Azacytidine induces necrosis of multiple myeloma cells through oxidative stress

Azacytidine is an inhibitor of DNA methyltransferase and is known to be an anti-leukemic agent to induce cancer cell apoptosis. In the present study, multiple myeloma cells were treated with azacytidine at clinically relevant concentrations to induce necrosis through oxidative stress. Necrotic myeloma cells exhibit unique characteristics, including enrichment of the cell-bound albumin and overexpression of endoplasmic reticulum (ER)- and mitochondrial-specific chaperones, which were not observed in other necrotic cells, including HUH-7, A2780, A549, and Hoc1a.
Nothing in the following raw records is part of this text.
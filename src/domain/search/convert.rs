//! Conversion: search hits → chosen CoinIdentity.

use super::wire::CoinHit;
use super::CoinIdentity;

impl From<CoinHit> for CoinIdentity {
    fn from(hit: CoinHit) -> Self {
        Self {
            id: hit.id,
            symbol: hit.symbol,
            name: hit.name,
            thumbnail_url: hit.thumb,
        }
    }
}

/// Pick the candidate for a query: the first exact (case-insensitive) symbol
/// match wins, otherwise the provider's first-ranked result stands.
///
/// Deterministic and order-preserving. No scoring happens here beyond what
/// the provider already ranked.
#[cfg_attr(not(feature = "http"), allow(dead_code))]
pub(crate) fn select_candidate<'a>(query: &str, coins: &'a [CoinHit]) -> Option<&'a CoinHit> {
    coins
        .iter()
        .find(|c| c.symbol.eq_ignore_ascii_case(query))
        .or_else(|| coins.first())
}

#[cfg(test)]
mod tests {
    use super::*;
    use crate::shared::CoinId;

    fn hit(id: &str, symbol: &str, name: &str) -> CoinHit {
        CoinHit {
            id: CoinId::from(id),
            symbol: symbol.to_string(),
            name: name.to_string(),
            thumb: None,
        }
    }

    #[test]
    fn test_exact_symbol_match_beats_provider_order() {
        let coins = vec![
            hit("wrapped-bitcoin", "wbtc", "Wrapped Bitcoin"),
            hit("bitcoin", "btc", "Bitcoin"),
        ];
        let chosen = select_candidate("BTC", &coins).unwrap();
        assert_eq!(chosen.id, CoinId::from("bitcoin"));
    }

    #[test]
    fn test_exact_match_is_case_insensitive() {
        let coins = vec![hit("bitcoin", "btc", "Bitcoin")];
        assert!(select_candidate("BtC", &coins).is_some());
        assert_eq!(
            select_candidate("BtC", &coins).unwrap().id,
            CoinId::from("bitcoin")
        );
    }

    #[test]
    fn test_no_exact_match_falls_back_to_first() {
        let coins = vec![
            hit("wrapped-bitcoin", "wbtc", "Wrapped Bitcoin"),
            hit("bitcoin-bep2", "btcb", "Bitcoin BEP2"),
        ];
        let chosen = select_candidate("BTC", &coins).unwrap();
        assert_eq!(chosen.id, CoinId::from("wrapped-bitcoin"));
    }

    #[test]
    fn test_empty_candidates_select_nothing() {
        assert!(select_candidate("BTC", &[]).is_none());
    }

    #[test]
    fn test_identity_from_hit_maps_thumbnail() {
        let mut h = hit("bitcoin", "btc", "Bitcoin");
        h.thumb = Some("https://example.com/btc.png".to_string());
        let identity = CoinIdentity::from(h);
        assert_eq!(identity.id, CoinId::from("bitcoin"));
        assert_eq!(identity.symbol, "btc");
        assert_eq!(identity.name, "Bitcoin");
        assert_eq!(
            identity.thumbnail_url.as_deref(),
            Some("https://example.com/btc.png")
        );
    }
}
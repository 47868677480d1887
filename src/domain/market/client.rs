//! Markets sub-client — snapshot retrieval.

use crate::client::CoinlensClient;
use crate::domain::market::PriceSnapshot;
use crate::domain::search::CoinIdentity;
use crate::error::LookupError;

/// Sub-client for market-data operations.
pub struct Markets<'a> {
    pub(crate) client: &'a CoinlensClient,
}

impl<'a> Markets<'a> {
    /// Fetch the market snapshot for a resolved coin.
    ///
    /// The detail request carries market data only; localization, tickers,
    /// community/developer stats and sparkline stay disabled.
    pub async fn snapshot(&self, identity: &CoinIdentity) -> Result<PriceSnapshot, LookupError> {
        let detail = self.client.http.coin_detail(&identity.id).await?;

        tracing::debug!(
            id = %identity.id,
            has_market_data = detail.market_data.is_some(),
            "fetched coin detail"
        );

        PriceSnapshot::try_from((identity.clone(), detail))
    }
}
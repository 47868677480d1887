//! Display formatting for prices and percentage changes.
//!
//! Pure string assembly over optional values: an absent value always renders
//! as [`PLACEHOLDER`], never as zero.

pub mod percent;
pub mod price;

pub use percent::{PercentDisplay, Trend};

/// Placeholder rendered when a numeric field is unavailable.
pub const PLACEHOLDER: &str = "---";
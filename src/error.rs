//! Unified SDK error types.

use crate::shared::CoinId;
use thiserror::Error;

/// Top-level error for the lookup pipeline.
#[derive(Error, Debug)]
pub enum LookupError {
    /// The search endpoint returned no candidates for the query.
    #[error("no coin matches the given symbol")]
    SymbolNotFound,

    /// The coin-detail response carried no market-data section.
    #[error("no market data available for coin: {0}")]
    MarketDataUnavailable(CoinId),

    #[error("HTTP error: {0}")]
    Http(#[from] HttpError),
}

impl LookupError {
    /// The line the shell shows the user for this error.
    ///
    /// Transport errors pass their own description through; anything that
    /// renders empty falls back to a generic line.
    pub fn user_message(&self) -> String {
        match self {
            LookupError::SymbolNotFound => {
                "No coin matches that symbol. Check the ticker and try again.".to_string()
            }
            LookupError::MarketDataUnavailable(_) => {
                "Price data is unavailable for this coin.".to_string()
            }
            LookupError::Http(e) => {
                let msg = e.to_string();
                if msg.is_empty() {
                    "An error occurred.".to_string()
                } else {
                    msg
                }
            }
        }
    }
}

/// HTTP-layer errors.
#[derive(Error, Debug)]
pub enum HttpError {
    #[cfg(feature = "http")]
    #[error("Request failed: {0}")]
    Reqwest(#[from] reqwest::Error),

    #[error("Server error {status}: {body}")]
    ServerError { status: u16, body: String },

    #[error("Rate limited")]
    RateLimited,

    #[error("Unauthorized")]
    Unauthorized,

    #[error("Not found: {0}")]
    NotFound(String),

    #[error("Bad request: {0}")]
    BadRequest(String),

    #[error("Timeout")]
    Timeout,
}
Proteomic analysis shows that HSP60 is the most abundant up-regulated mitochondrial specific chaperone, and azacytidine-induced overexpression of HSP60 is confirmed by western blot analysis. In contrast, expression levels of cytosolic chaperones such as HSP90 and HSP71 were down-regulated in azacytidine-treated myeloma cells, concomitant with an increase of these chaperones in the cell culture medium, suggesting that mitochondrial chaperones and cytosolic chaperones behave differently in necrotic myeloma cells; ER- and mitochondrial-chaperones being retained, and cytosolic chaperones being released into the cell culture medium through the ruptured cell membrane. Our data suggest that HSP60 is potentially a new target for multiple myeloma chemotherapy.